Profissionais de mídia e comunicação do setor de viagens, de ambos os lados, devem realizar uma análise forense do Índice, especialmente aqueles que desejam contribuir para a melhoria do setor como um todo, e não de suas próprias entidades individuais. Devem reconhecer o valor do debate, da discordância e do discurso robustos do setor como parte da solução.
Suas conclusões podem ser avaliadas em relação à seguinte lista de verificação de quatro pontos que elaborei com base em meus 44 anos de cobertura de viagens e turismo na Ásia-Pacífico.
1) Qualidade do jornalismo de viagem:
A maioria das publicações de viagens hoje em dia está repleta de releases de imprensa reciclados e/ou entrevistas com CEOs elogiando a si mesmos ou seus produtos. Quando foi a última vez que a mídia de viagens publicou uma entrevista com um sindicalista, uma organização da sociedade civil ou um acadêmico com pensamento crítico? Ou noticiou sobre corrupção, degradação ambiental, lavagem de dinheiro, tráfico de pessoas, recursos humanos, etc.? Quando foi a última vez que perguntas difíceis foram feitas em coletivas de imprensa?
2) Qualidade das comunicações de viagem.
A grande maioria dos comunicados de imprensa e anúncios oficiais publicados em todas as plataformas são chatos e banais, e seu conteúdo não é muito diferente daquele de cerca de 30 anos atrás.
3) Qualidade dos fóruns de viagens:
Estes estão cheios de palestrantes-patrocinadores fazendo apresentações pré-definidas, intercaladas com painéis moderados por anfitriões que fazem perguntas pré-aprovadas. A tecnologia piorou ao eliminar a interação pessoal de fazer perguntas ao vivo do público.
4) O papel do financiamento e do patrocínio:
Organizações não governamentais (ONGs) de viagens e turismo, companhias aéreas, hotéis, OTAs, centros de convenções, etc., estão entre os maiores anunciantes do mundo. Ao transferir recursos para gigantes da tecnologia, criadores de conteúdo, blogueiros e influenciadores simplesmente em busca de atenção, eles contribuíram para a crise financeira da grande mídia e, consequentemente, para o declínio dos mecanismos de controle e equilíbrio e da capacidade de dizer a verdade aos poderosos. Financiar influenciadores e blogueiros, ou patrocinar suplementos de viagem sem sentido, jantares inúteis, coquetéis, outdoors e adesivos em eventos MICE realmente contribui para um setor de viagens e turismo melhor e mais bem informado?

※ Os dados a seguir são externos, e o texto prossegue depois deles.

//! # Errors
//!
//! Every failure aborts the exchange in progress and is returned to the
//! caller. Nothing is retried: re-sending an issue or verify request could
//! double-issue.

use std::time::Duration;

use serde_json::Value;
use thiserror::Error;

/// Result type for exchange client and driver operations.
pub type Result<T, E = Error> = std::result::Result<T, E>;

/// Errors surfaced by the exchange client and driver.
#[derive(Debug, Error)]
pub enum Error {
    /// The agent could not be reached (connection refused, reset, DNS).
    #[error("transport error: {0}")]
    Transport(String),

    /// The agent answered with a non-2xx status.
    #[error("agent returned {status}: {body}")]
    Agent {
        /// HTTP status code.
        status: u16,

        /// Error body as returned by the agent. Plain-text bodies are wrapped
        /// in a JSON string.
        body: Value,
    },

    /// No notification matching the waiter's predicate arrived in time.
    #[error("no `{topic}` notification matched within {timeout:?}")]
    Timeout {
        /// Topic that was being waited on.
        topic: String,

        /// How long the waiter waited.
        timeout: Duration,
    },

    /// A notification arrived with a state the current step cannot accept,
    /// such as a regression to an earlier state.
    #[error("protocol violation: {0}")]
    ProtocolViolation(String),

    /// A response or notification payload could not be interpreted.
    #[error("invalid response: {0}")]
    InvalidResponse(String),

    /// Configuration could not be loaded.
    #[error("configuration error: {0}")]
    Config(String),
}

impl Error {
    /// HTTP status of an [`Error::Agent`] error.
    #[must_use]
    pub const fn status(&self) -> Option<u16> {
        match self {
            Self::Agent { status, .. } => Some(*status),
            _ => None,
        }
    }
}

impl From<serde_json::Error> for Error {
    fn from(e: serde_json::Error) -> Self {
        Self::InvalidResponse(e.to_string())
    }
}
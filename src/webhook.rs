//! # Webhook Ingress
//!
//! Agents post record changes to `{webhook_url}/topic/{topic}/`. The router
//! returned by [`router`] accepts those posts and publishes exchange topics
//! to a [`Broker`].
//!
//! Topics the crate does not know about are acknowledged and logged so new
//! agent topics do not break the receiver.

use std::fmt;

use axum::extract::{Path, State};
use axum::http::StatusCode;
use axum::response::{IntoResponse, Response};
use axum::routing::post;
use axum::{Json, Router};
use serde_json::{Value, json};
use tower_http::trace::TraceLayer;

use crate::broker::Broker;
use crate::notification::Notification;

/// Build the webhook router for one agent.
pub fn router(broker: Broker) -> Router {
    Router::new()
        .route("/topic/:topic", post(receive))
        .route("/topic/:topic/", post(receive))
        .layer(TraceLayer::new_for_http())
        .with_state(broker)
}

// Webhook endpoint
#[axum::debug_handler]
async fn receive(
    State(broker): State<Broker>, Path(topic): Path<String>, Json(payload): Json<Value>,
) -> Result<StatusCode, AppError> {
    let topic = Topic::from(topic.as_str());

    // only published records need to be objects; anything else is just logged
    if topic.handler() == Handler::Publish && !payload.is_object() {
        return Err(AppError::Status(
            StatusCode::BAD_REQUEST,
            format!("`{topic}` payload is not a JSON object"),
        ));
    }
    topic.dispatch(&broker, payload);
    Ok(StatusCode::OK)
}

/// Webhook topics, as posted by the agent.
#[derive(Clone, Debug, PartialEq, Eq)]
pub enum Topic {
    /// Connection record changes.
    Connections,

    /// Issue credential 1.0 exchange records.
    IssueCredential,

    /// Issue credential 2.0 exchange records.
    IssueCredentialV2,

    /// Indy detail records for issue credential 2.0.
    IssueCredentialV2Indy,

    /// Linked-data proof detail records for issue credential 2.0.
    IssueCredentialV2LdProof,

    /// Present proof 1.0 exchange records.
    PresentProof,

    /// Present proof 2.0 exchange records.
    PresentProofV2,

    /// Out-of-band invitation records.
    OutOfBand,

    /// Basic messages received over a connection.
    BasicMessage,

    /// Informational ping responses.
    Ping,

    /// Any topic not listed above.
    Other(String),
}

/// What to do with a notification on a given topic.
#[derive(Clone, Copy, Debug, PartialEq, Eq)]
pub enum Handler {
    /// Publish to the broker for waiters.
    Publish,

    /// Log and drop.
    Log,
}

impl Topic {
    const TABLE: [(&'static str, Self, Handler); 10] = [
        ("connections", Self::Connections, Handler::Publish),
        ("issue_credential", Self::IssueCredential, Handler::Publish),
        ("issue_credential_v2_0", Self::IssueCredentialV2, Handler::Publish),
        ("issue_credential_v2_0_indy", Self::IssueCredentialV2Indy, Handler::Publish),
        ("issue_credential_v2_0_ld_proof", Self::IssueCredentialV2LdProof, Handler::Publish),
        ("present_proof", Self::PresentProof, Handler::Publish),
        ("present_proof_v2_0", Self::PresentProofV2, Handler::Publish),
        ("out_of_band", Self::OutOfBand, Handler::Publish),
        ("basicmessages", Self::BasicMessage, Handler::Publish),
        ("ping", Self::Ping, Handler::Log),
    ];

    /// Topic name as it appears in the webhook path.
    #[must_use]
    pub fn as_str(&self) -> &str {
        if let Self::Other(name) = self {
            return name;
        }
        Self::TABLE.iter().find(|(_, t, _)| t == self).map_or("", |(name, _, _)| *name)
    }

    /// Handler for this topic.
    #[must_use]
    pub fn handler(&self) -> Handler {
        Self::TABLE.iter().find(|(_, t, _)| t == self).map_or(Handler::Log, |(_, _, h)| *h)
    }

    /// Handle a notification posted to this topic.
    pub fn dispatch(&self, broker: &Broker, payload: Value) {
        match self.handler() {
            Handler::Publish => {
                tracing::info!("webhook `{self}`: {payload}");
                broker.publish(Notification::new(self.as_str(), payload));
            }
            Handler::Log => {
                tracing::info!("webhook `{self}` ignored: {payload}");
            }
        }
    }
}

impl From<&str> for Topic {
    fn from(name: &str) -> Self {
        Self::TABLE
            .iter()
            .find(|(n, _, _)| *n == name)
            .map_or_else(|| Self::Other(name.to_string()), |(_, t, _)| t.clone())
    }
}

impl fmt::Display for Topic {
    fn fmt(&self, f: &mut fmt::Formatter<'_>) -> fmt::Result {
        f.write_str(self.as_str())
    }
}

/// Webhook handler error.
#[derive(Debug)]
pub enum AppError {
    /// Reject the request with a status and message.
    Status(StatusCode, String),
}

impl IntoResponse for AppError {
    fn into_response(self) -> Response {
        let Self::Status(status, message) = self;
        tracing::warn!("webhook rejected: {message}");
        (status, Json(json!({"error": message}))).into_response()
    }
}

#[cfg(test)]
mod tests {
    use std::time::Duration;

    use axum::body::Body;
    use axum::http::Request;
    use tower::ServiceExt;

    use super::*;
    use crate::notification::Filter;

    fn post(uri: &str, body: &str) -> Request<Body> {
        Request::builder()
            .method("POST")
            .uri(uri)
            .header("content-type", "application/json")
            .body(Body::from(body.to_string()))
            .unwrap()
    }

    #[tokio::test]
    async fn known_topic_is_published() {
        let broker = Broker::default();
        let body = json!({"cred_ex_id": "abc", "state": "offer-sent"}).to_string();

        let response =
            router(broker.clone()).oneshot(post("/topic/issue_credential_v2_0/", &body)).await.unwrap();
        assert_eq!(response.status(), StatusCode::OK);

        let n = broker
            .wait("issue_credential_v2_0", Filter::any().with("cred_ex_id", "abc"), Duration::from_millis(50))
            .await
            .expect("notification should be published");
        assert_eq!(n.state(), Some("offer-sent"));
    }

    #[tokio::test]
    async fn path_without_trailing_slash() {
        let broker = Broker::default();
        let body = json!({"connection_id": "c1", "rfc23_state": "completed"}).to_string();

        let response = router(broker.clone()).oneshot(post("/topic/connections", &body)).await.unwrap();
        assert_eq!(response.status(), StatusCode::OK);
        assert_eq!(broker.buffered(), 1);
    }

    #[tokio::test]
    async fn unknown_topic_is_acknowledged() {
        let broker = Broker::default();

        let response = router(broker.clone())
            .oneshot(post("/topic/some_future_topic/", r#"{"anything": 1}"#))
            .await
            .unwrap();
        assert_eq!(response.status(), StatusCode::OK);
        assert_eq!(broker.buffered(), 0);
    }

    #[tokio::test]
    async fn unknown_topic_accepts_any_json() {
        let broker = Broker::default();

        for body in ["[1, 2]", "\"hello\"", "null"] {
            let response = router(broker.clone())
                .oneshot(post("/topic/discover_feature_v2_0/", body))
                .await
                .unwrap();
            assert_eq!(response.status(), StatusCode::OK, "body {body}");
        }
        let response = router(broker.clone()).oneshot(post("/topic/ping/", "[]")).await.unwrap();
        assert_eq!(response.status(), StatusCode::OK);
        assert_eq!(broker.buffered(), 0);
    }

    #[tokio::test]
    async fn malformed_body_is_rejected() {
        let broker = Broker::default();

        let response =
            router(broker.clone()).oneshot(post("/topic/connections/", "{not json")).await.unwrap();
        assert_eq!(response.status(), StatusCode::BAD_REQUEST);

        let response = router(broker.clone()).oneshot(post("/topic/connections/", "[1, 2]")).await.unwrap();
        assert_eq!(response.status(), StatusCode::BAD_REQUEST);
        assert_eq!(broker.buffered(), 0);
    }

    #[test]
    fn topic_lookup() {
        assert_eq!(Topic::from("present_proof_v2_0"), Topic::PresentProofV2);
        assert_eq!(Topic::PresentProofV2.as_str(), "present_proof_v2_0");
        assert_eq!(Topic::from("ping").handler(), Handler::Log);

        let other = Topic::from("revocation_notification");
        assert_eq!(other, Topic::Other("revocation_notification".into()));
        assert_eq!(other.as_str(), "revocation_notification");
        assert_eq!(other.handler(), Handler::Log);
    }
}
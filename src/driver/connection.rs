//! # DID Exchange
//!
//! Connects two agents using an out-of-band invitation with the DID exchange
//! handshake. Neither agent auto-accepts: the driver steps both through
//! the handshake explicitly.

use serde_json::json;

use super::Driver;
use crate::client::Client;
use crate::error::Result;
use crate::notification::Filter;
use crate::protocol::{CONNECTIONS, Record};
use crate::provider::Agent;

/// Handshake protocol requested in invitations.
pub const DIDEXCHANGE: &str = "https://didcomm.org/didexchange/1.0";

impl Driver {
    /// Connect `inviter` and `invitee`, returning their connection records
    /// (inviter's first) once both report the connection `completed`.
    ///
    /// # Errors
    ///
    /// Returns the first error raised by an agent call or step.
    pub async fn didexchange<A: Agent, B: Agent>(
        &self, inviter: &Client<A>, invitee: &Client<B>,
    ) -> Result<(Record, Record)> {
        tracing::info!("connecting {} and {}", inviter.label(), invitee.label());

        let oob = inviter
            .post(
                "/out-of-band/create-invitation?auto_accept=false",
                &json!({
                    "handshake_protocols": [DIDEXCHANGE],
                    "use_public_did": false,
                }),
            )
            .await?;
        let oob = Record::from_value(oob)?;
        let invitation_msg_id = oob.require("invi_msg_id")?.to_string();
        let invitation = oob.get("invitation").cloned().unwrap_or_default();

        let received =
            invitee.post("/out-of-band/receive-invitation?auto_accept=false", &invitation).await?;
        let invitee_conn_id = Record::from_value(received)?.require("connection_id")?.to_string();

        let mut invitee_conn = self.track(
            invitee,
            CONNECTIONS,
            Filter::any().with("connection_id", invitee_conn_id.as_str()),
        );
        invitee_conn.reach("invitation-received").await?;
        invitee.post(&format!("/didexchange/{invitee_conn_id}/accept-invitation"), &json!({})).await?;

        let mut inviter_conn = self.track(
            inviter,
            CONNECTIONS,
            Filter::any().with("invitation_msg_id", invitation_msg_id.as_str()),
        );
        let request = inviter_conn.reach("request-received").await?;
        let inviter_conn_id = request.id(&CONNECTIONS)?.to_string();
        inviter.post(&format!("/didexchange/{inviter_conn_id}/accept-request"), &json!({})).await?;

        let inviter_record = inviter_conn.reach("completed").await?;
        let invitee_record = invitee_conn.reach("completed").await?;

        tracing::info!("connected: {inviter_conn_id} <-> {invitee_conn_id}");
        Ok((inviter_record, invitee_record))
    }
}
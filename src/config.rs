//! # Configuration
//!
//! Settings are read from the environment, falling back to defaults that
//! suit the docker-compose setup used for integration runs.

use std::collections::HashMap;
use std::time::Duration;

use crate::error::{Error, Result};

/// Default admin URL of the first agent.
pub const DEFAULT_ALICE: &str = "http://alice:3001";

/// Default admin URL of the second agent.
pub const DEFAULT_BOB: &str = "http://bob:3001";

/// Default ledger service used to register new public DIDs.
pub const DEFAULT_LEDGER: &str = "http://test.bcovrin.vonx.io";

/// Runtime configuration.
#[derive(Clone, Debug, PartialEq, Eq)]
pub struct Config {
    /// Admin URL of the first agent (`ALICE`).
    pub alice: String,

    /// Admin URL of the second agent (`BOB`).
    pub bob: String,

    /// Ledger service that registers new public DIDs (`LEDGER_URL`).
    pub ledger: String,

    /// Port the first agent's webhooks are received on (`ALICE_WEBHOOK_PORT`).
    pub alice_webhook_port: u16,

    /// Port the second agent's webhooks are received on (`BOB_WEBHOOK_PORT`).
    pub bob_webhook_port: u16,

    /// Admin API key, when the agents require one (`AGENT_API_KEY`).
    pub api_key: Option<String>,

    /// How long each exchange step may wait for its notification
    /// (`EXCHANGE_TIMEOUT_SECS`).
    pub timeout: Duration,

    /// How long unmatched notifications are kept (`NOTIFICATION_TTL_SECS`).
    pub notification_ttl: Duration,
}

impl Default for Config {
    fn default() -> Self {
        Self {
            alice: DEFAULT_ALICE.to_string(),
            bob: DEFAULT_BOB.to_string(),
            ledger: DEFAULT_LEDGER.to_string(),
            alice_webhook_port: 8021,
            bob_webhook_port: 8022,
            api_key: None,
            timeout: Duration::from_secs(30),
            notification_ttl: Duration::from_secs(60),
        }
    }
}

impl Config {
    /// Load configuration from environment variables.
    ///
    /// # Errors
    ///
    /// Returns [`Error::Config`] when a numeric variable does not parse.
    pub fn from_env() -> Result<Self> {
        Self::from_vars(std::env::vars().collect())
    }

    /// Load configuration from a set of variables.
    ///
    /// # Errors
    ///
    /// Returns [`Error::Config`] when a numeric variable does not parse.
    pub fn from_vars(vars: HashMap<String, String>) -> Result<Self> {
        let defaults = Self::default();
        let string = |key: &str, default: String| vars.get(key).cloned().unwrap_or(default);

        Ok(Self {
            alice: string("ALICE", defaults.alice),
            bob: string("BOB", defaults.bob),
            ledger: string("LEDGER_URL", defaults.ledger),
            alice_webhook_port: parse(&vars, "ALICE_WEBHOOK_PORT")?
                .unwrap_or(defaults.alice_webhook_port),
            bob_webhook_port: parse(&vars, "BOB_WEBHOOK_PORT")?.unwrap_or(defaults.bob_webhook_port),
            api_key: vars.get("AGENT_API_KEY").filter(|k| !k.is_empty()).cloned(),
            timeout: parse(&vars, "EXCHANGE_TIMEOUT_SECS")?
                .map_or(defaults.timeout, Duration::from_secs),
            notification_ttl: parse(&vars, "NOTIFICATION_TTL_SECS")?
                .map_or(defaults.notification_ttl, Duration::from_secs),
        })
    }
}

fn parse<T: std::str::FromStr>(vars: &HashMap<String, String>, key: &str) -> Result<Option<T>>
where
    T::Err: std::fmt::Display,
{
    vars.get(key)
        .map(|v| v.parse::<T>().map_err(|e| Error::Config(format!("{key}={v}: {e}"))))
        .transpose()
}
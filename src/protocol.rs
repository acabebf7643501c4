//! # Protocols
//!
//! Descriptors for the agent protocols the driver knows how to sequence, and
//! the [`Record`] type used to hold (possibly stale) copies of the agent's
//! exchange records.
//!
//! A descriptor names the webhook topic a protocol's records are posted to,
//! the field carrying the exchange id, and the protocol's states in the
//! order an exchange passes through them. Roles share one ordering: each
//! role visits an increasing subsequence of it.

use serde::{Deserialize, Serialize};
use serde_json::{Map, Value, json};

use crate::error::{Error, Result};

/// Topic, id field and state ordering of one agent protocol.
#[derive(Clone, Copy, Debug, PartialEq, Eq)]
pub struct Protocol {
    /// Webhook topic records are posted to.
    pub topic: &'static str,

    /// Record field holding the exchange id.
    pub id_field: &'static str,

    /// Record field holding the state.
    pub state_field: &'static str,

    /// States in the order an exchange passes through them.
    pub states: &'static [&'static str],

    /// States from which an exchange cannot complete.
    pub failed: &'static [&'static str],
}

impl Protocol {
    /// Position of `state` in the protocol's ordering.
    #[must_use]
    pub fn rank(&self, state: &str) -> Option<usize> {
        self.states.iter().position(|s| *s == state)
    }

    /// Whether `state` means the exchange has failed.
    #[must_use]
    pub fn is_failed(&self, state: &str) -> bool {
        self.failed.contains(&state)
    }
}

/// DID exchange connections (RFC 0023).
pub const CONNECTIONS: Protocol = Protocol {
    topic: "connections",
    id_field: "connection_id",
    state_field: "rfc23_state",
    states: &[
        "start",
        "invitation-sent",
        "invitation-received",
        "request-sent",
        "request-received",
        "response-sent",
        "response-received",
        "completed",
    ],
    failed: &["abandoned"],
};

/// Issue credential 1.0.
pub const ISSUE_CREDENTIAL_V1: Protocol = Protocol {
    topic: "issue_credential",
    id_field: "credential_exchange_id",
    state_field: "state",
    states: &[
        "proposal_sent",
        "proposal_received",
        "offer_sent",
        "offer_received",
        "request_sent",
        "request_received",
        "credential_issued",
        "credential_received",
        "credential_acked",
    ],
    failed: &["abandoned", "deleted", "credential_revoked"],
};

/// Issue credential 2.0.
pub const ISSUE_CREDENTIAL_V2: Protocol = Protocol {
    topic: "issue_credential_v2_0",
    id_field: "cred_ex_id",
    state_field: "state",
    states: &[
        "proposal-sent",
        "proposal-received",
        "offer-sent",
        "offer-received",
        "request-sent",
        "request-received",
        "credential-issued",
        "credential-received",
        "done",
    ],
    failed: &["abandoned", "deleted", "credential-revoked"],
};

/// Present proof 2.0.
pub const PRESENT_PROOF_V2: Protocol = Protocol {
    topic: "present_proof_v2_0",
    id_field: "pres_ex_id",
    state_field: "state",
    states: &[
        "proposal-sent",
        "proposal-received",
        "request-sent",
        "request-received",
        "presentation-sent",
        "presentation-received",
        "done",
    ],
    failed: &["abandoned", "deleted"],
};

/// A copy of an agent-owned record, as returned by the admin API or carried
/// by a notification.
#[derive(Clone, Debug, Default, Deserialize, Serialize, PartialEq, Eq)]
#[serde(transparent)]
pub struct Record(Map<String, Value>);

impl Record {
    /// Wrap a JSON object.
    ///
    /// # Errors
    ///
    /// Returns [`Error::InvalidResponse`] if `value` is not an object.
    pub fn from_value(value: Value) -> Result<Self> {
        match value {
            Value::Object(map) => Ok(Self(map)),
            other => Err(Error::InvalidResponse(format!("expected a record, got {other}"))),
        }
    }

    /// Field value.
    #[must_use]
    pub fn get(&self, key: &str) -> Option<&Value> {
        self.0.get(key)
    }

    /// String field value.
    #[must_use]
    pub fn str(&self, key: &str) -> Option<&str> {
        self.0.get(key).and_then(Value::as_str)
    }

    /// Whether the record carries a non-null `key`.
    #[must_use]
    pub fn has(&self, key: &str) -> bool {
        self.0.get(key).is_some_and(|v| !v.is_null())
    }

    /// String field value, required.
    ///
    /// # Errors
    ///
    /// Returns [`Error::InvalidResponse`] if the field is missing or not a
    /// string.
    pub fn require(&self, key: &str) -> Result<&str> {
        self.str(key).ok_or_else(|| Error::InvalidResponse(format!("record has no `{key}`")))
    }

    /// Exchange id according to `protocol`.
    ///
    /// # Errors
    ///
    /// Returns [`Error::InvalidResponse`] if the id field is missing.
    pub fn id(&self, protocol: &Protocol) -> Result<&str> {
        self.require(protocol.id_field)
    }

    /// State according to `protocol`.
    #[must_use]
    pub fn state(&self, protocol: &Protocol) -> Option<&str> {
        self.str(protocol.state_field)
    }

    /// The `verified` field of a presentation record (`"true"` or `"false"`).
    #[must_use]
    pub fn verified(&self) -> Option<&str> {
        self.str("verified")
    }

    /// Summary of a presentation exchange record for logs and reports.
    #[must_use]
    pub fn summary(&self) -> Value {
        let field = |key: &str| self.get(key).cloned().unwrap_or(Value::Null);
        json!({
            "state": field("state"),
            "verified": field("verified"),
            "role": field("role"),
            "connection_id": field("connection_id"),
            "pres_request": field("pres_request"),
            "pres": field("pres"),
        })
    }
}

#[cfg(test)]
mod tests {
    use super::*;

    #[test]
    fn states_are_ordered() {
        let issuer = ["offer-sent", "request-received", "credential-issued", "done"];
        let ranks: Vec<_> = issuer.iter().map(|s| ISSUE_CREDENTIAL_V2.rank(s).unwrap()).collect();
        assert!(ranks.windows(2).all(|w| w[0] < w[1]));

        let holder = ["request-received", "presentation-sent", "done"];
        let ranks: Vec<_> = holder.iter().map(|s| PRESENT_PROOF_V2.rank(s).unwrap()).collect();
        assert!(ranks.windows(2).all(|w| w[0] < w[1]));

        assert!(ISSUE_CREDENTIAL_V2.is_failed("abandoned"));
        assert_eq!(ISSUE_CREDENTIAL_V2.rank("abandoned"), None);
    }

    #[test]
    fn record_fields() {
        let record = Record::from_value(json!({
            "cred_ex_id": "abc",
            "state": "done",
            "by_format": null,
        }))
        .unwrap();

        assert_eq!(record.id(&ISSUE_CREDENTIAL_V2).unwrap(), "abc");
        assert_eq!(record.state(&ISSUE_CREDENTIAL_V2), Some("done"));
        assert!(!record.has("by_format"));
        assert!(record.id(&PRESENT_PROOF_V2).is_err());
    }

    #[test]
    fn record_must_be_object() {
        assert!(Record::from_value(json!(["done"])).is_err());
    }

    #[test]
    fn summary_keeps_presentation_fields() {
        let record = Record::from_value(json!({
            "pres_ex_id": "p1",
            "state": "done",
            "verified": "true",
            "role": "verifier",
            "thread_id": "t1",
        }))
        .unwrap();

        let summary = record.summary();
        assert_eq!(summary["verified"], "true");
        assert_eq!(summary["role"], "verifier");
        assert_eq!(summary["pres"], Value::Null);
        assert!(summary.get("thread_id").is_none());
    }
}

Esses desafios são muito reais e não vão desaparecer tão cedo.
Conclusão
Liberdade de imprensa em 2013

Liberdade de imprensa em 2025

A mídia, outrora conhecida como o quarto poder e um poderoso baluarte contra o autoritarismo e a autocracia, historicamente desempenhou um papel crucial na construção da nação. Seu lado mais nefasto também foi utilizado para fomentar guerras, conflitos e discórdia social. Ambas as forças estão agora se cruzando, talvez no momento mais crítico do século XXI.
Imtiaz Muqbil, editor do Travel Impact em Bangkok, comentou sobre seu artigo:
Se profissionais sérios de mídia e comunicação de viagens e turismo desejarem contribuir para a solução, acharão o Índice de Liberdade de Imprensa digno de uma profunda introspecção. Suspeito que a maioria deles dará uma olhada rápida, dará de ombros e continuará rolando a página.